Probabilmente, ricordare non serve più. Il Giorno della memoria può tranquillamente essere eliminato dal calendario delle ricorrenze importanti di questo mondo, nessuno ne soffrirebbe, nessuno a parte i diretti interessati.
Il suo significato si è perso. Svanito nei mille cortei “free free palestine”. Nelle interminabili sfilate di odio antisemita mascherate da marce di solidarietà. In tutte le stelle di Davide dipinte sulle tombe degli ebrei morti nei cimiteri italiani, francesi, tedeschi, inglesi, americani. In tutte le svastiche segnate con lo spray sui muri delle sinagoghe. In tutti gli insulti a Liliana Segre e agli altri sopravvissuti allo sterminio. Mandato in fumo con le bandiere di Israele, bandiere di un paese democratico bruciate nelle strade dei paesi democratici.
Oscurato dalla caccia all’ebreo sotto le vesti di rivalità sportiva. Reso muto dalle urla “from the river to the sea”. Distrutto da coloro che ancora parlano di “genocidio” a Gaza e vedono Hamas come una forza di resistenza contro l’usurpatore colonialista. In tutto questo il significato della memoria si perde. Qualche film o qualche documentario non possono competere con la dirompente forza dei cortei del sabato pomeriggio.
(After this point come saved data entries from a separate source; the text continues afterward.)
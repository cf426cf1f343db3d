use serde::Deserialize;
use std::fs;
use std::path::Path;

use crate::error::{AnalyticsError, Result};
use crate::models::{Metric, VolatilityLevel, WarningLevel};

/// 波动强度分级阈值 (上界不含)
#[derive(Debug, Deserialize, Clone, PartialEq)]
#[serde(default)]
pub struct LevelThresholds {
    pub minimal: f64,
    pub slight: f64,
    pub moderate: f64,
    pub obvious: f64,
}

impl Default for LevelThresholds {
    fn default() -> Self {
        Self { minimal: 10.0, slight: 30.0, moderate: 60.0, obvious: 80.0 }
    }
}

#[derive(Debug, Deserialize, Clone, PartialEq)]
#[serde(default)]
pub struct VolatilityConfig {
    pub windows: Vec<usize>,
    pub long_window: usize,
    pub calm_zone_low: f64,
    pub calm_zone_high: f64,
    pub calm_penalty: f64,
    pub levels: LevelThresholds,
}

impl Default for VolatilityConfig {
    fn default() -> Self {
        Self {
            windows: vec![1, 3, 7, 15, 30],
            long_window: 60,
            calm_zone_low: 0.8,
            calm_zone_high: 1.2,
            calm_penalty: 20.0,
            levels: LevelThresholds::default(),
        }
    }
}

#[derive(Debug, Deserialize, Clone, PartialEq)]
#[serde(default)]
pub struct MetricWeights {
    pub visitors: f64,
    pub ad_cost: f64,
    pub sales: f64,
}

impl MetricWeights {
    pub fn weight(&self, metric: Metric) -> f64 {
        match metric {
            Metric::Visitors => self.visitors,
            Metric::AdCost => self.ad_cost,
            Metric::Sales => self.sales,
        }
    }
}

impl Default for MetricWeights {
    fn default() -> Self {
        Self { visitors: 0.4, ad_cost: 0.3, sales: 0.3 }
    }
}

/// 1 日 / 3 日口径的混合权重
#[derive(Debug, Deserialize, Clone, PartialEq)]
#[serde(default)]
pub struct HorizonBlend {
    pub one_day: f64,
    pub three_day: f64,
}

impl Default for HorizonBlend {
    fn default() -> Self {
        Self { one_day: 0.6, three_day: 0.4 }
    }
}

/// 综合评分到预警等级的阈值 (下界含)
#[derive(Debug, Deserialize, Clone, PartialEq)]
pub struct WarningThresholds {
    pub severe: f64,
    pub moderate: f64,
    pub minor: f64,
}

impl WarningThresholds {
    /// 定性级别打分策略使用的阈值表
    pub fn level_score() -> Self {
        Self { severe: 0.8, moderate: 0.5, minor: 0.2 }
    }

    /// 变异系数策略使用的阈值表
    pub fn coefficient_of_variation() -> Self {
        Self { severe: 0.5, moderate: 0.3, minor: 0.15 }
    }

    /// 任意实数都落入且仅落入一个等级，NaN 视为正常。
    pub fn classify(&self, score: f64) -> WarningLevel {
        if score >= self.severe {
            WarningLevel::Severe
        } else if score >= self.moderate {
            WarningLevel::Moderate
        } else if score >= self.minor {
            WarningLevel::Minor
        } else {
            WarningLevel::Normal
        }
    }
}

/// 定性级别到 0~1 分数的映射
#[derive(Debug, Deserialize, Clone, PartialEq)]
#[serde(default)]
pub struct LevelScores {
    pub minimal: f64,
    pub slight: f64,
    pub moderate: f64,
    pub obvious: f64,
    pub severe: f64,
}

impl LevelScores {
    pub fn score(&self, level: VolatilityLevel) -> f64 {
        match level {
            VolatilityLevel::Minimal => self.minimal,
            VolatilityLevel::Slight => self.slight,
            VolatilityLevel::Moderate => self.moderate,
            VolatilityLevel::Obvious => self.obvious,
            VolatilityLevel::Severe => self.severe,
        }
    }
}

impl Default for LevelScores {
    fn default() -> Self {
        Self { minimal: 0.0, slight: 0.2, moderate: 0.5, obvious: 0.8, severe: 1.0 }
    }
}

#[derive(Debug, Deserialize, Clone, PartialEq)]
#[serde(default)]
pub struct WarningConfig {
    pub weights: MetricWeights,
    pub horizon: HorizonBlend,
    pub level_scores: LevelScores,
    pub level_thresholds: WarningThresholds,
    pub cv_thresholds: WarningThresholds,
    /// 均值不为正时代替 CV 的极小值
    pub cv_epsilon: f64,
}

impl Default for WarningConfig {
    fn default() -> Self {
        Self {
            weights: MetricWeights::default(),
            horizon: HorizonBlend::default(),
            level_scores: LevelScores::default(),
            level_thresholds: WarningThresholds::level_score(),
            cv_thresholds: WarningThresholds::coefficient_of_variation(),
            cv_epsilon: 0.001,
        }
    }
}

#[derive(Debug, Deserialize, Clone, PartialEq)]
#[serde(default)]
pub struct HistogramConfig {
    pub step: f64,
    pub buckets: usize,
}

impl Default for HistogramConfig {
    fn default() -> Self {
        Self { step: 0.05, buckets: 20 }
    }
}

#[derive(Debug, Deserialize, Clone, PartialEq)]
#[serde(default)]
pub struct AnalyticsConfig {
    /// 以参考日期为终点向前回看的天数
    pub lookback_days: u32,
    /// 时间维度，需包含 1 与 3
    pub dimensions: Vec<usize>,
    pub volatility: VolatilityConfig,
    pub warning: WarningConfig,
    pub histogram: HistogramConfig,
}

impl Default for AnalyticsConfig {
    fn default() -> Self {
        Self {
            lookback_days: 60,
            dimensions: vec![30, 15, 7, 3, 1],
            volatility: VolatilityConfig::default(),
            warning: WarningConfig::default(),
            histogram: HistogramConfig::default(),
        }
    }
}

const WEIGHT_TOLERANCE: f64 = 1e-6;
/// 回看上限，约十年
pub const MAX_LOOKBACK_DAYS: u32 = 3660;

impl AnalyticsConfig {
    /// Loads and validates a YAML configuration file.
    pub fn load(path: impl AsRef<Path>) -> Result<Self> {
        let path = path.as_ref();
        let yaml_content = fs::read_to_string(path).map_err(|e| {
            AnalyticsError::Config(format!("failed to read {}: {}", path.display(), e))
        })?;
        Self::from_yaml_str(&yaml_content)
    }

    /// Parses a YAML document; missing sections fall back to the built-in tables.
    pub fn from_yaml_str(yaml: &str) -> Result<Self> {
        let config: AnalyticsConfig = serde_yaml::from_str(yaml)?;
        config.validate()?;
        Ok(config)
    }

    pub fn validate(&self) -> Result<()> {
        if self.lookback_days == 0 || self.lookback_days > MAX_LOOKBACK_DAYS {
            return Err(AnalyticsError::Config(format!(
                "lookback_days must be in 1..={}, got {}",
                MAX_LOOKBACK_DAYS, self.lookback_days
            )));
        }
        if !self.dimensions.contains(&1) || !self.dimensions.contains(&3) {
            return Err(AnalyticsError::Config("dimensions must include 1 and 3".into()));
        }
        if self.dimensions.contains(&0) {
            return Err(AnalyticsError::Config("dimensions must be positive".into()));
        }

        let vol = &self.volatility;
        if vol.windows.is_empty() {
            return Err(AnalyticsError::Config("volatility.windows is empty".into()));
        }
        if let Some(&w) = vol.windows.iter().find(|&&w| w == 0 || w >= vol.long_window) {
            return Err(AnalyticsError::Config(format!(
                "volatility window {} must be in 1..{}",
                w, vol.long_window
            )));
        }
        if vol.calm_zone_low > vol.calm_zone_high {
            return Err(AnalyticsError::Config("calm zone bounds are reversed".into()));
        }
        if vol.calm_penalty < 0.0 {
            return Err(AnalyticsError::Config("calm_penalty must not be negative".into()));
        }
        let l = &vol.levels;
        if !(l.minimal < l.slight && l.slight < l.moderate && l.moderate < l.obvious) {
            return Err(AnalyticsError::Config("level thresholds must be strictly increasing".into()));
        }

        let w = &self.warning;
        check_weights("warning.weights", &[w.weights.visitors, w.weights.ad_cost, w.weights.sales])?;
        check_weights("warning.horizon", &[w.horizon.one_day, w.horizon.three_day])?;
        check_tiers("warning.level_thresholds", &w.level_thresholds)?;
        check_tiers("warning.cv_thresholds", &w.cv_thresholds)?;
        if w.cv_epsilon <= 0.0 {
            return Err(AnalyticsError::Config("warning.cv_epsilon must be positive".into()));
        }

        if self.histogram.step <= 0.0 || self.histogram.buckets == 0 {
            return Err(AnalyticsError::Config("histogram step and buckets must be positive".into()));
        }

        Ok(())
    }
}

fn check_weights(name: &str, weights: &[f64]) -> Result<()> {
    if weights.iter().any(|w| *w < 0.0) {
        return Err(AnalyticsError::Config(format!("{} contains a negative weight", name)));
    }
    let sum: f64 = weights.iter().sum();
    if (sum - 1.0).abs() > WEIGHT_TOLERANCE {
        return Err(AnalyticsError::Config(format!("{} must sum to 1, got {}", name, sum)));
    }
    Ok(())
}

fn check_tiers(name: &str, t: &WarningThresholds) -> Result<()> {
    if !(t.severe > t.moderate && t.moderate > t.minor) {
        return Err(AnalyticsError::Config(format!("{} must be strictly decreasing", name)));
    }
    Ok(())
}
Le testimonianze degli scampati ai fuochi crematori tirano fuori al limite qualche lacrima dagli occhi indifferenti degli studenti liceali. Ma il significato si è perduto, così come tante delle forme di civiltà in questo tempo. Per cui, chi ancora vuole, ricordi dentro sé stesso. Un significato ormai individuale, mentre tutto ciò che è collettivo svanisce, ammazzato due volte dalle urla e dalla retorica.